#### Input ####
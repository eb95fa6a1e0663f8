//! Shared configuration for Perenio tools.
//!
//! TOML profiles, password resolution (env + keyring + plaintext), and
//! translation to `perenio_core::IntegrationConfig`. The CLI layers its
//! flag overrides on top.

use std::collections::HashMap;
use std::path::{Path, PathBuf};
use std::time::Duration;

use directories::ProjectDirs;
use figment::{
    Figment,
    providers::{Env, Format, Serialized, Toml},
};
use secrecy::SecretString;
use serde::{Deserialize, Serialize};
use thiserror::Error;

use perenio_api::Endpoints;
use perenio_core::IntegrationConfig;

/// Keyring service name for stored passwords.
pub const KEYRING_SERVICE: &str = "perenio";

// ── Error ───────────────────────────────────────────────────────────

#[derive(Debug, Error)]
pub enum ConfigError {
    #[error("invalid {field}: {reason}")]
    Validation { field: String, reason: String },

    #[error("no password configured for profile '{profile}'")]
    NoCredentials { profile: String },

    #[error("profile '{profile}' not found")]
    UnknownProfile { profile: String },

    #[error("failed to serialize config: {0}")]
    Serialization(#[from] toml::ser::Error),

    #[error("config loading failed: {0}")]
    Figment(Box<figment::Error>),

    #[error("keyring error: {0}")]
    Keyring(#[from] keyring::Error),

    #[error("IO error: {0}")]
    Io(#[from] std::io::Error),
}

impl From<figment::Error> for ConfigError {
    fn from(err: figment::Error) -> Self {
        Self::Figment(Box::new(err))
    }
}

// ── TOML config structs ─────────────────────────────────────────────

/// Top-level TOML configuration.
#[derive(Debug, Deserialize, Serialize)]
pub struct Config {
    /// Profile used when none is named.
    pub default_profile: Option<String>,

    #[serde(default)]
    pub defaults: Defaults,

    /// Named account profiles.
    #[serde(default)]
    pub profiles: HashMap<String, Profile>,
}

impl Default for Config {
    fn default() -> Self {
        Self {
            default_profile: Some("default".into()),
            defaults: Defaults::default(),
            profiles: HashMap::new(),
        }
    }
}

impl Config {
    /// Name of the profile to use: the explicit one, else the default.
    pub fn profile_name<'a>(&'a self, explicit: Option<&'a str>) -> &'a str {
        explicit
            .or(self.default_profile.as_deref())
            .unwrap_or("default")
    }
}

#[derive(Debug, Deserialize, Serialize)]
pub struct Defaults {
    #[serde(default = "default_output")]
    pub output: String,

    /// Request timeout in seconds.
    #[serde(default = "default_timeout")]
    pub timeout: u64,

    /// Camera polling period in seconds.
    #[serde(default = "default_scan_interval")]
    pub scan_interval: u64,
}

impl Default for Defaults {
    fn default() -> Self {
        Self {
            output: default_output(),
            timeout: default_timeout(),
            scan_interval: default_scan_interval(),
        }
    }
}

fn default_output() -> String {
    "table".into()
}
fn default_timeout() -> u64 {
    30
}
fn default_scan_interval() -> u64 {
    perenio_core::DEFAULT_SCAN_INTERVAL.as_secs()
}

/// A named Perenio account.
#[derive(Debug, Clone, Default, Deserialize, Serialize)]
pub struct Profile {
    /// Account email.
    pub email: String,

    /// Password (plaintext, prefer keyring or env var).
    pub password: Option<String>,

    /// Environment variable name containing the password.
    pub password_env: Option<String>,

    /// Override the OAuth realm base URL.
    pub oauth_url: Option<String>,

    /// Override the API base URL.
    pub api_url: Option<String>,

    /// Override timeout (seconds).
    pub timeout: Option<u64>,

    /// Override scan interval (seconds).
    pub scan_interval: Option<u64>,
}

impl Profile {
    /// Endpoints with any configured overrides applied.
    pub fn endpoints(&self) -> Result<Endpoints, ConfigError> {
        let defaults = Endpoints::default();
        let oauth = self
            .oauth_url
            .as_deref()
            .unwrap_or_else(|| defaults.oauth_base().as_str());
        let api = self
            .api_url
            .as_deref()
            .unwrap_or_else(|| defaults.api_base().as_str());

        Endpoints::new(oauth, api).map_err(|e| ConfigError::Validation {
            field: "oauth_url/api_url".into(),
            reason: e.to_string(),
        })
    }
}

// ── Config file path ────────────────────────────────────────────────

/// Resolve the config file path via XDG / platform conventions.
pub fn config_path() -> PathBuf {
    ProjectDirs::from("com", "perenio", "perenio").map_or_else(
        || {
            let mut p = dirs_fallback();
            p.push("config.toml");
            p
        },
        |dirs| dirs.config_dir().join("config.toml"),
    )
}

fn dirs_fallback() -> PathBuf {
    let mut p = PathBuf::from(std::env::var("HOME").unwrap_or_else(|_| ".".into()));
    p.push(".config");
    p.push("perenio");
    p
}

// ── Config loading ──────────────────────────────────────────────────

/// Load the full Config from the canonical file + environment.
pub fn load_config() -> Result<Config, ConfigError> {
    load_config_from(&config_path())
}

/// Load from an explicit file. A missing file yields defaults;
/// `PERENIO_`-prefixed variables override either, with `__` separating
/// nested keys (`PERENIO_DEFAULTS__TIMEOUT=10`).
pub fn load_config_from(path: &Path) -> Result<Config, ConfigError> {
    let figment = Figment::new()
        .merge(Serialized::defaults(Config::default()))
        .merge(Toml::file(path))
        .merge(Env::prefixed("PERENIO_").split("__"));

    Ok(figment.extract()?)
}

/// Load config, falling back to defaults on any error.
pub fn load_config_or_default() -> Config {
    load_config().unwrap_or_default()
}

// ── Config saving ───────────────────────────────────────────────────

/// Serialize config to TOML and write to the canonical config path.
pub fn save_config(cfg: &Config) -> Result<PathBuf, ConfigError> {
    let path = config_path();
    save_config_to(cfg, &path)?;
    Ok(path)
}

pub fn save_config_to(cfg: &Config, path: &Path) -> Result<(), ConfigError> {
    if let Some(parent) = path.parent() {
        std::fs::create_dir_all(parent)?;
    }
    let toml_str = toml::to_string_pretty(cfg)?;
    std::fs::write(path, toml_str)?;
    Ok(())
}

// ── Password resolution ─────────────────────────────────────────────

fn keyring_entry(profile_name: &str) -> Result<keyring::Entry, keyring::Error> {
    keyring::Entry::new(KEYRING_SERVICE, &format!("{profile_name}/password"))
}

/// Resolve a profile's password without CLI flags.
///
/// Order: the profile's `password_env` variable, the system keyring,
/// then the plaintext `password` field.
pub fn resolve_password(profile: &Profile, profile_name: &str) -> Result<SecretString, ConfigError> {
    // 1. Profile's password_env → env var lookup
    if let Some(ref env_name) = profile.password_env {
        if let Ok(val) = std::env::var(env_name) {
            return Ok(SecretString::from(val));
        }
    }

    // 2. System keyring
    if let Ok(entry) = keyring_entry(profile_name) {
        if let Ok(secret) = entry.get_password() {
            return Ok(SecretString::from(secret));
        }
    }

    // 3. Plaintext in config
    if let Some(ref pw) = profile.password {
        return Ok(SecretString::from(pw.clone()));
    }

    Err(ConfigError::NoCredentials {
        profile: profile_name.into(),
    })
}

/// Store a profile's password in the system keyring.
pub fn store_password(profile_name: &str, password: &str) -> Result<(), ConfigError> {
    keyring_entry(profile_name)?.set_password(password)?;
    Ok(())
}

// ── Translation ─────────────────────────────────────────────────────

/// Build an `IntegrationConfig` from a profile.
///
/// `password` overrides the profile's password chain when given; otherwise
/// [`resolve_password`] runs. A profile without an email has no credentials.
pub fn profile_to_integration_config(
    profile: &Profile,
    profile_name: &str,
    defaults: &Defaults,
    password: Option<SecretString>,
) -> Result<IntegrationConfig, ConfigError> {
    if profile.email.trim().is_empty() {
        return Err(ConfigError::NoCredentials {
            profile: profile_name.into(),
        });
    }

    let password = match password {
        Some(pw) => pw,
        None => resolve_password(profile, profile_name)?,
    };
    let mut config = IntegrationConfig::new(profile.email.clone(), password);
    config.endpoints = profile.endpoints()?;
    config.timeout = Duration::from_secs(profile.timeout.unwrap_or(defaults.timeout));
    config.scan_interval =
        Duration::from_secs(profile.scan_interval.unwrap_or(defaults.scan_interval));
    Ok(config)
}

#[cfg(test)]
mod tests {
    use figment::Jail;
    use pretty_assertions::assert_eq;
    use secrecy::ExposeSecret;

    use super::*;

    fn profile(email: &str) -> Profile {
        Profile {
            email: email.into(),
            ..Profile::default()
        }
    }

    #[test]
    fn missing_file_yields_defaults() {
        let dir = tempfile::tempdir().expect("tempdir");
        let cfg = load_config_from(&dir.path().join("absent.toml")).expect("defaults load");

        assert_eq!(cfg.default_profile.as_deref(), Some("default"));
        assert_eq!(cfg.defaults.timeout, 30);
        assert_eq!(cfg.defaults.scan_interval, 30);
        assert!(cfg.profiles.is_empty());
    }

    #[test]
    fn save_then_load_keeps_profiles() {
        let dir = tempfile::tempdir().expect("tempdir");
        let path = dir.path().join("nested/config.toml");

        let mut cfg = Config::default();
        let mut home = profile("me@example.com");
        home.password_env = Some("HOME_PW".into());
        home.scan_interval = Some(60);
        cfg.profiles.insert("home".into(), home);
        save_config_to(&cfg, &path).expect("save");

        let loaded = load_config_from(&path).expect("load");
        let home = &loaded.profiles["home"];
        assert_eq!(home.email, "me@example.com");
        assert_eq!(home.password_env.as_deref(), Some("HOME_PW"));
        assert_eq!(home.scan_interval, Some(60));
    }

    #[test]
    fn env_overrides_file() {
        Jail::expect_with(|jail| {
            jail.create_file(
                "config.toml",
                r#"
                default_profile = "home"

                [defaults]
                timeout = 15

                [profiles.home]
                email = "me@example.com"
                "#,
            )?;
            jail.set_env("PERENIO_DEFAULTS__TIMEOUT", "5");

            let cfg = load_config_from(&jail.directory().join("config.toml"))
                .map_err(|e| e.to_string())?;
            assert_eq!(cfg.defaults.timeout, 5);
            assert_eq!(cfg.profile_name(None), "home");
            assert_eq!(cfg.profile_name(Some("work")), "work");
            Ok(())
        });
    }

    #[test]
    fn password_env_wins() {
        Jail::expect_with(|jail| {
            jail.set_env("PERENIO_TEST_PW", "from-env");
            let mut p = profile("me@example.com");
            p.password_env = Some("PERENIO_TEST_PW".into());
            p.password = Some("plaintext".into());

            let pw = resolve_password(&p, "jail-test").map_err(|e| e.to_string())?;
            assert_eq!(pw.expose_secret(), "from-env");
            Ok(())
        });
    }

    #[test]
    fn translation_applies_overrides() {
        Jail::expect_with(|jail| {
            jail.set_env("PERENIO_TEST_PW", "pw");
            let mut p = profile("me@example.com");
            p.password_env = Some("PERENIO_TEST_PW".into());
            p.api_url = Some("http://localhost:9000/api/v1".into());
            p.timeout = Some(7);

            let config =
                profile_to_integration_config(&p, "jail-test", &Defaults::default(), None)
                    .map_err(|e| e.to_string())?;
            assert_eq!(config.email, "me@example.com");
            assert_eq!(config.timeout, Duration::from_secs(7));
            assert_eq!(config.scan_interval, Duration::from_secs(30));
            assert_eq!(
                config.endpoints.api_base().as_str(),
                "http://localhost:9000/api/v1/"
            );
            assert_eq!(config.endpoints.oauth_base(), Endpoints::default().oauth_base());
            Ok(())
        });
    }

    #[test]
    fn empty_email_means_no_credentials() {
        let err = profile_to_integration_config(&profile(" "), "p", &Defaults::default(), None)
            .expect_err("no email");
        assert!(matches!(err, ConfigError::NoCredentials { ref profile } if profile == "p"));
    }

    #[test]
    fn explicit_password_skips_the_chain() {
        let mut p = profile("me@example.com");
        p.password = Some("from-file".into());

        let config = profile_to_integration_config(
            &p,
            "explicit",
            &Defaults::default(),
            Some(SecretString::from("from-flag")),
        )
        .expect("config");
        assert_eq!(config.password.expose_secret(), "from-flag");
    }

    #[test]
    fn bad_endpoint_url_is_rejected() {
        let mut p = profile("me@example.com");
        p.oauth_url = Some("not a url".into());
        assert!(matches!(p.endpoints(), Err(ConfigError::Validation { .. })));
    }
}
####
#### Input ####
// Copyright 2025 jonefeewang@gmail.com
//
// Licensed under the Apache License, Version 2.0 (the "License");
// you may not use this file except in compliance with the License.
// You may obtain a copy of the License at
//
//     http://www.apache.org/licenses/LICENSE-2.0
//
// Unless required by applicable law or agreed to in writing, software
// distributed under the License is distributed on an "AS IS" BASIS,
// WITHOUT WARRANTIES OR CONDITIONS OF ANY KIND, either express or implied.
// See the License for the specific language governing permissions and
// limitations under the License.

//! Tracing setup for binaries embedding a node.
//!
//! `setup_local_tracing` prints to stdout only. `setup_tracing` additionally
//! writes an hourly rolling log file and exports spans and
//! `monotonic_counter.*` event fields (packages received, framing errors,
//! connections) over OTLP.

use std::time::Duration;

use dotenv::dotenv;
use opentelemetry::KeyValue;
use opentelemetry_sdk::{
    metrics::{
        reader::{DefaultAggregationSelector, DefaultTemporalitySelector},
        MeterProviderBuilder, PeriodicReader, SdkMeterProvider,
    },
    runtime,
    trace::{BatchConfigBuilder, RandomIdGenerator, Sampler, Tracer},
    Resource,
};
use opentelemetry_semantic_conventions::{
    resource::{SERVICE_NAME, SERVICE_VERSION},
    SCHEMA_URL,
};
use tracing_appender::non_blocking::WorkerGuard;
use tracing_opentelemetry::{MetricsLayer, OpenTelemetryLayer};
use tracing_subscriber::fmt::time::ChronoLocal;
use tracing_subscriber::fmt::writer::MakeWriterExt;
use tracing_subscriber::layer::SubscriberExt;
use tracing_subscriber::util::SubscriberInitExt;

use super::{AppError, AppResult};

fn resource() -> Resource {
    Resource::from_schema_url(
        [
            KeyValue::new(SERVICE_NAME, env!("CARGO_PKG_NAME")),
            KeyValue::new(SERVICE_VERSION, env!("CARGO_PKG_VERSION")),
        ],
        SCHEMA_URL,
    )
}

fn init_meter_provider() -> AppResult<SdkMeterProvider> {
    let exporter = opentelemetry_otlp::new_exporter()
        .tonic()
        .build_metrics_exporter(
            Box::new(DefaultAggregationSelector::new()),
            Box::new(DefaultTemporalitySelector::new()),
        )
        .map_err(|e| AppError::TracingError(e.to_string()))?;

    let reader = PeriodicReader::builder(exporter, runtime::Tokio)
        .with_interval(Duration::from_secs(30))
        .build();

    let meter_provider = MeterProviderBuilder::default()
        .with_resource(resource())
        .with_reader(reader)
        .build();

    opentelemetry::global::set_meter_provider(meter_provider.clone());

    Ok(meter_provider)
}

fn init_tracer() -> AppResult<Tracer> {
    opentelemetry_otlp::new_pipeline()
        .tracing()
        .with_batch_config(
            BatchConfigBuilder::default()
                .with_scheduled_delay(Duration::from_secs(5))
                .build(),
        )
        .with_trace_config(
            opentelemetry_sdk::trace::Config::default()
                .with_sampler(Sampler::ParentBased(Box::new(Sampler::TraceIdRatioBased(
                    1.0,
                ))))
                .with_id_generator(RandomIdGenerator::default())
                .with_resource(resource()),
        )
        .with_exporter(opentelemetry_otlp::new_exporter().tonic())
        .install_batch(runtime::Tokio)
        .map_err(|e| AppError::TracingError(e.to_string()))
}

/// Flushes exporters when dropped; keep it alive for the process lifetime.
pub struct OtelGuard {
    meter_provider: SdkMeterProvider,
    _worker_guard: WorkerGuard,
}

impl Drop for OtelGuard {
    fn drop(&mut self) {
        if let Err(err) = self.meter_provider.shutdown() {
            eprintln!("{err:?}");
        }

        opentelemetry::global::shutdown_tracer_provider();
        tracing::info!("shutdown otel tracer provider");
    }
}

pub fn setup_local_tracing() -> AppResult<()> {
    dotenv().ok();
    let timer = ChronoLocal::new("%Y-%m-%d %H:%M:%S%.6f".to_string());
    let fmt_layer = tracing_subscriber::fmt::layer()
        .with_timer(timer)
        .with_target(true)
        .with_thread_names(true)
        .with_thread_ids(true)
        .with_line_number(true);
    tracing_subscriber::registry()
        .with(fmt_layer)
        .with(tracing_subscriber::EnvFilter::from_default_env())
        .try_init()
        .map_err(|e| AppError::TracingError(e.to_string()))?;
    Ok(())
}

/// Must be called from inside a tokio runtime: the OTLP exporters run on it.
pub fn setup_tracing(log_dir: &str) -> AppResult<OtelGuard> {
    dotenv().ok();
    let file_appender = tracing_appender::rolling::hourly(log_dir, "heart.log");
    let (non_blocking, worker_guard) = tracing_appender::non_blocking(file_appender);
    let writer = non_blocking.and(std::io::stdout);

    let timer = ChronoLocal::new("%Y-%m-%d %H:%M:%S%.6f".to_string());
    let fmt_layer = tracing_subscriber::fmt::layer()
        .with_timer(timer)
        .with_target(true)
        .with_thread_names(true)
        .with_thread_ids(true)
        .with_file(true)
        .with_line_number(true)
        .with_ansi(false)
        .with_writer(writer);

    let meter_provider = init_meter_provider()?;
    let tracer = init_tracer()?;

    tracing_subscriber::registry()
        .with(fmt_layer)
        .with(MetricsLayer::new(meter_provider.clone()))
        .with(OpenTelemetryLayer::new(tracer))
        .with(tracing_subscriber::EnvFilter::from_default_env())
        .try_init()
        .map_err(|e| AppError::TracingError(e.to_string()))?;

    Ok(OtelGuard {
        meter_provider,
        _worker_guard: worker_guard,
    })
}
####
#### Input ####
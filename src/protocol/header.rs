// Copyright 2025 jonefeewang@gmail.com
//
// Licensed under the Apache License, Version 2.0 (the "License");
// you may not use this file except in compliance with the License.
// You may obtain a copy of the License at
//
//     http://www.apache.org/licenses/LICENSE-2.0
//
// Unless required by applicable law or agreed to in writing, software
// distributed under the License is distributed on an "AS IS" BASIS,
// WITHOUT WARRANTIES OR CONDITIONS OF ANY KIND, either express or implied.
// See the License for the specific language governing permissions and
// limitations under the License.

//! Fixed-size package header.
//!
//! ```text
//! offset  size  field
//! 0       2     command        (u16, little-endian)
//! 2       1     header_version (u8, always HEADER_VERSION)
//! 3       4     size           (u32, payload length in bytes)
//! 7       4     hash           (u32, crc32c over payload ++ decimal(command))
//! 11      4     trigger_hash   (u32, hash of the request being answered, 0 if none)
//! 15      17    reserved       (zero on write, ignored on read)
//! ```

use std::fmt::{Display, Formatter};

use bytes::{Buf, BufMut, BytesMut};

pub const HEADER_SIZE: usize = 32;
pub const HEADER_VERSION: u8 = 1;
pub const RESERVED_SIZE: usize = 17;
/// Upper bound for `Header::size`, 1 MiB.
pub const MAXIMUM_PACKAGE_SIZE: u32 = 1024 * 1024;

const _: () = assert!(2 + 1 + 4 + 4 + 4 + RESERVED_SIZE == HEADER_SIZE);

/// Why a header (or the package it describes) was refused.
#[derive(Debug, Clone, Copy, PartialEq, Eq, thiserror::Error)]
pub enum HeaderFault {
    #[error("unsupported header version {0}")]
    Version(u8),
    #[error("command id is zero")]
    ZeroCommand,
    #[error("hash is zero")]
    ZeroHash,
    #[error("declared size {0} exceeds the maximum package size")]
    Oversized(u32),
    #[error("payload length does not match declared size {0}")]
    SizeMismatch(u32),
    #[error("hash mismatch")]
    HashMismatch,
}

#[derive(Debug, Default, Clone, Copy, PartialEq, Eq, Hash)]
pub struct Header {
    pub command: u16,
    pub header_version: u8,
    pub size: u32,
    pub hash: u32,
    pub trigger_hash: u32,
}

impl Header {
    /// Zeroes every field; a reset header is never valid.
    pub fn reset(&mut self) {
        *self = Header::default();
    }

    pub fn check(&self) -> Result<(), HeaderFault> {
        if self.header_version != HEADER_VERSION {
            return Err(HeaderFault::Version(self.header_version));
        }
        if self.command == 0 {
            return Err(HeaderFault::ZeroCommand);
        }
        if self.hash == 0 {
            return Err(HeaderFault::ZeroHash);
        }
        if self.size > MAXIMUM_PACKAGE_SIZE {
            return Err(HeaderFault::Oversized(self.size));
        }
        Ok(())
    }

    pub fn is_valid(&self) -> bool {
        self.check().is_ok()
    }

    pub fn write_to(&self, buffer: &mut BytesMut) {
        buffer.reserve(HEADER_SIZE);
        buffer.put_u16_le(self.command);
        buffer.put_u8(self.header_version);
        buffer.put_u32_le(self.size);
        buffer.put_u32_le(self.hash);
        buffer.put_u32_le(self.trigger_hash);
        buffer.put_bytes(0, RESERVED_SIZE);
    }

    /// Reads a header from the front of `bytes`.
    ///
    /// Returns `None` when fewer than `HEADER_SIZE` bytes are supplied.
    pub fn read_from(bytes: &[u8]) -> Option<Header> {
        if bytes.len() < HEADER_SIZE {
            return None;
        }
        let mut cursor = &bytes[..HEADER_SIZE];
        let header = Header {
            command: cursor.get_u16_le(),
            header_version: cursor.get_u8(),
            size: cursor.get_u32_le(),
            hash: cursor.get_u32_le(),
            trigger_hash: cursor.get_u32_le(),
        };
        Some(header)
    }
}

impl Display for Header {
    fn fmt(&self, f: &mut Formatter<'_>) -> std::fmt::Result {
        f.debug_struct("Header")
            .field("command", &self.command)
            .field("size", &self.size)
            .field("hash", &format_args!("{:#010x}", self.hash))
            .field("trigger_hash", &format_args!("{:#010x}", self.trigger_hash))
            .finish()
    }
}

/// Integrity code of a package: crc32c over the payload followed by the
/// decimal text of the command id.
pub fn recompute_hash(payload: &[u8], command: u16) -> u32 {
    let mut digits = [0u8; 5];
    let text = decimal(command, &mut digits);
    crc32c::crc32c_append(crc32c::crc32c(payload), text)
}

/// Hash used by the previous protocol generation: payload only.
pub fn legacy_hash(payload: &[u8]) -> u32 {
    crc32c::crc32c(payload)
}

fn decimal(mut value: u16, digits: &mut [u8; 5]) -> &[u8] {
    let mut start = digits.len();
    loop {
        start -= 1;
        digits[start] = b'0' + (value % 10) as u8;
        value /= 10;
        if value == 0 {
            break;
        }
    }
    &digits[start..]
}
####
#### What you need to do:
Go through the records and copy each line with "resolution" in it.

#### Answer to this problem:
//! TOML profiles, password resolution (env + keyring + plaintext), and
// ── Password resolution ─────────────────────────────────────────────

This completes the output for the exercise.